All of this is based on America’s history of racial segregation, which affects schools more than any other public institution.
5. An Increase in Police
White people will call the cops on your ass in a minute. As your community turns whiter, you’ll notice a larger police presence. That’s because white people’s interactions with cops tend to mean they are safer, while black people’s interactions generally mean they will be less safe.
They call it “order maintenance.” It’s when police patrol white neighborhoods heavily to keep the peace. They stop black suspicious people on their “gut feeling” when the perceived perpetrator looks like he or she doesn’t belong. They respond to calls quicker. In San Francisco, police patrol more in the city’s gentrified areas, which have also seen a rise in cases of police brutality. They have also seen a rise in people calling 311 (the nonemergency police number) to report people in their neighborhoods for noise violations and minor infractions.
Cops want to ensure that white people are happy. Many cities have installed “quality of life” phone numbers by which they can call police about nonemergency issues. In Seattle’s gentrifying Central District, 23 disturbance reports were filed in 2008—a fraction of the 116 that were filed in 2016, citing noise and other complaints.
6. Wypipo Shit
The last step in recognizing Caucasian colonization is the rise in what is referred to in black America as “wypipo shit.” If a basketball court is replaced by a dog park, that’s wypipo shit.
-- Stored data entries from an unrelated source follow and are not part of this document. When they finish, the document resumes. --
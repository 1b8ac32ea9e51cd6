//! Item endpoints.

pub(crate) mod errors;
pub(crate) mod handlers;
pub(crate) mod responses;

pub(crate) use handlers::*;
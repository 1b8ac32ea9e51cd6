//! Database Config

use clap::Args;

/// Database settings.
#[derive(Debug, Args)]
pub struct DatabaseConfig {
    /// `PostgreSQL` connection string
    #[arg(long, env = "DATABASE_URL")]
    pub database_url: String,
}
When was the last time a dog got a college scholarship or played his way out of a rough neighborhood? And if you bring up Air Bud, we might have to fight, because he went straight to the pros. Plus, he was a terrible rebounder and his 3-point jumper was trash.
If your neighbor knocks on your door and asks if you “don’t mind keeping it down between the hours of 3 p.m. and 1 a.m.” because that’s when she’s meditating and doing yoga, that’s wypipo shit. If you notice your corner store stops selling Black & Milds and 40s, but suddenly has SPF 201 sunscreen and microbrewery IPAs, that’s wypipo shit. If no one shows up at the Black Lives Matter march, but some white lady in Birkenstocks stops you in front of the Whole Foods to ask you to sign a petition to erase the neighborhood mural of Tupac and Biggie because their misogynistic lyrics might “trigger” someone and she wants the neighborhood to be a safe space, don’t punch her. You know the cops are somewhere near, and you know it’s too late to stop the white people from coming, anyway ...
They’ve already heard the bat signal.